Den kürzeren ziehen die vielen kenianischen Kleinbauern. Sie stellen das Gros der zehn Millionen Menschen in dem ostafrikanischen Land, die in diesem Jahr auf Nahrungsmittelhilfe angewiesen sind. Insgesamt leben in Kenia 38 Millionen Menschen. »Der Landwirtschaftssektor braucht eine große Finanzspritze, ansonsten kommen die vielen Subsistenzbauern nie auf die Füße«, sagt Francis Karin vom Tegemeo Institute of Agricultural Policy and Development in der kenianischen Hauptstadt Nairobi.

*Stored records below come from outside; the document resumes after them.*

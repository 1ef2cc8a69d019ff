//! Interactive chat application for conversing with DeepSeek.
//!
//! This binary provides a REPL interface for chatting with DeepSeek models.
//! Requests are authenticated with the key from the `DEEPSEEK_API_KEY`
//! environment variable.
//!
//! # Usage
//!
//! ```bash
//! # Basic usage with default settings
//! deepchat
//!
//! # Specify a model
//! deepchat --model deepseek-reasoner
//!
//! # Set a system prompt
//! deepchat --system "You are a helpful coding assistant"
//!
//! # Point at a local proxy instead of the public API
//! deepchat --base-url http://localhost:5173/
//! ```
//!
//! # Commands
//!
//! While chatting, you can use slash commands:
//! - `/help` - Show available commands
//! - `/clear` - Clear conversation history
//! - `/model <name>` - Change the model
//! - `/system [prompt]` - Set or clear system prompt
//! - `/stats` - Show session statistics
//! - `/quit` - Exit the application
//!
//! Ctrl+C cancels an in-flight request without killing the session.

use std::sync::{Arc, Mutex};

use arrrg::CommandLine;
use rustyline::DefaultEditor;
use rustyline::error::ReadlineError;
use tokio_util::sync::CancellationToken;

use deepchat::chat::{ChatArgs, ChatCommand, ChatConfig, ChatSession, help_text, parse_command};
use deepchat::{ClientConfig, DeepSeek};

/// Main entry point for the deepchat application.
#[tokio::main]
async fn main() -> Result<(), Box<dyn std::error::Error>> {
    let (args, _) = ChatArgs::from_command_line_relaxed("deepchat [OPTIONS]");
    let base_url = args.base_url.clone();
    let config = ChatConfig::from(args);

    let mut client_config = ClientConfig::new();
    if let Some(base_url) = base_url {
        client_config = client_config.with_base_url(base_url);
    }
    let client = DeepSeek::with_config(client_config)?;
    let mut session = ChatSession::new(client, config);
    let mut rl = DefaultEditor::new()?;

    // Cancellation for the in-flight request, swapped fresh each turn.
    let cancel = Arc::new(Mutex::new(CancellationToken::new()));
    let cancel_handle = cancel.clone();
    ctrlc::set_handler(move || {
        cancel_handle.lock().unwrap().cancel();
    })?;

    println!("DeepSeek Chat (model: {})", session.model());
    println!("Type /help for commands, /quit to exit\n");

    loop {
        let readline = rl.readline("You: ");

        match readline {
            Ok(line) => {
                let line = line.trim();
                if line.is_empty() {
                    continue;
                }

                let _ = rl.add_history_entry(line);

                // Check for slash commands
                if let Some(cmd) = parse_command(line) {
                    match cmd {
                        ChatCommand::Quit => {
                            println!("Goodbye!");
                            break;
                        }
                        ChatCommand::Clear => {
                            session.clear();
                            println!("    Conversation cleared.");
                        }
                        ChatCommand::Help => {
                            for line in help_text().lines() {
                                println!("    {}", line);
                            }
                        }
                        ChatCommand::Model(model_name) => {
                            session.set_model(model_name.clone());
                            println!("    Model changed to: {}", model_name);
                        }
                        ChatCommand::System(prompt) => {
                            session.set_system_prompt(prompt.clone());
                            match prompt {
                                Some(p) => println!("    System prompt set to: {}", p),
                                None => println!("    System prompt cleared."),
                            }
                        }
                        ChatCommand::MaxTokens(value) => {
                            session.set_max_tokens(Some(value));
                            println!("    max_tokens set to {value}");
                        }
                        ChatCommand::ClearMaxTokens => {
                            session.set_max_tokens(None);
                            println!("    max_tokens reset to model default");
                        }
                        ChatCommand::Temperature(value) => {
                            session.set_temperature(Some(value));
                            println!("    temperature set to {:.2}", value);
                        }
                        ChatCommand::ClearTemperature => {
                            session.set_temperature(None);
                            println!("    temperature reset to model default");
                        }
                        ChatCommand::Stats => {
                            print_stats(&session);
                        }
                        ChatCommand::Invalid(message) => {
                            eprintln!("    {}", message);
                        }
                    }
                    continue;
                }

                // Regular message - send to API
                let token = CancellationToken::new();
                *cancel.lock().unwrap() = token.clone();

                match session.send_cancellable(line, &token).await {
                    Ok(reply) => {
                        println!("DeepSeek: {}\n", reply);
                    }
                    Err(e) if e.is_abort() => {
                        println!("\n    (request cancelled)");
                    }
                    Err(e) if e.is_auth() => {
                        eprintln!("    {}", e);
                        eprintln!("    Check DEEPSEEK_API_KEY and try again.");
                    }
                    Err(e) => {
                        eprintln!("    {}", e);
                    }
                }
            }
            Err(ReadlineError::Interrupted) => {
                // Ctrl+C at prompt - soft interrupt
                println!();
                continue;
            }
            Err(ReadlineError::Eof) => {
                // Ctrl+D - exit
                println!("\nGoodbye!");
                break;
            }
            Err(err) => {
                eprintln!("Input error: {}", err);
                break;
            }
        }
    }

    Ok(())
}

fn print_stats(session: &ChatSession) {
    let stats = session.stats();
    println!("    Session Statistics:");
    println!("      Model: {}", stats.model);
    println!("      Messages: {}", stats.message_count);
    match stats.system_prompt.as_deref() {
        Some(prompt) => println!("      System prompt: {}", prompt),
        None => println!("      System prompt: (none)"),
    }
    println!("      Temperature: {}", describe_float(stats.temperature));
    match stats.max_tokens {
        Some(value) => println!("      Max tokens: {}", value),
        None => println!("      Max tokens: default"),
    }
    println!(
        "      Total tokens: {} in / {} out ({} requests)",
        stats.total_prompt_tokens, stats.total_completion_tokens, stats.total_requests
    );
    if let Some(usage) = stats.last_turn_usage {
        println!(
            "      Last turn tokens: {} in / {} out",
            usage.prompt_tokens, usage.completion_tokens
        );
    }
}

fn describe_float(value: Option<f32>) -> String {
    value
        .map(|v| format!("{v:.2}"))
        .unwrap_or_else(|| "default".to_string())
}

Waceke Kamau aus Kiambu in Zentralkenia gehört zu den vielen Kleinbauern, die dringend auf staatliche Hilfe warten. Sie hat eine sechsköpfige Familie zu ernähren und steht kurz davor, ihre Milchkühe zu verkaufen und nur noch für den eigenen Badarf zu produzieren. Wie so viele ihrer Leidensgenossen hat sie keinen direkten Zugang zum Markt und verkauft mit minimalem Gewinn an Zwischenhändler.

Mit Fällen wie dem vom Kamau befaßt sich Mary Abukutsa. Sie war früher für das Landwirtschaftsministerium tätig und lehrt heute an der Jomo Kenyatta University of Science and Technology in der Hauptstadt. Nach ihrer Auffassung sind Planungsfehler im Ministerium der eigentliche Grund für den Hunger in Kenia. Es herrsche keine Nahrungsmittelknappheit, wohl aber gebe es für die Kleinbauern zu geringe Hilfen und vor allem ein Verteilungsproblem.

»Einige Regionen produzieren Überschüsse, die verfrachtet werden müßten. Dazu aber fehlt es bei der aktuellen finanziellen Ausstattung des Landwirtschaftsministeriums an Mitteln und Kapazitäten«, erläutert die Professorin.

Viel hält sie auch von Kooperativen. Im Rahmen eines Universitätsprojektes hat Abukutsa die Bildung solcher Genossenschaften von je 100 Kleinbauern angeregt. Sie poolen ihre Ressourcen, unterstützen einander beim Zugang zu den Märkten und umgehen vor allem Zwischenhändler. »Ein einzelner Fischer verdient das Fünf- oder Sechsfache, wenn er seinen Fisch direkt und nicht über einen Mittler verkauft«, sagt die Expertin. Sie rät der Regierung dringend, Bauern zum Zusammenschluß zu animieren, die Infrastruktur zu verbessern und in die Forschung zu investieren. Kenia benötige innovative Methoden und Technologien, die sich positiv auf die Gewinne der Bauern niederschlügen.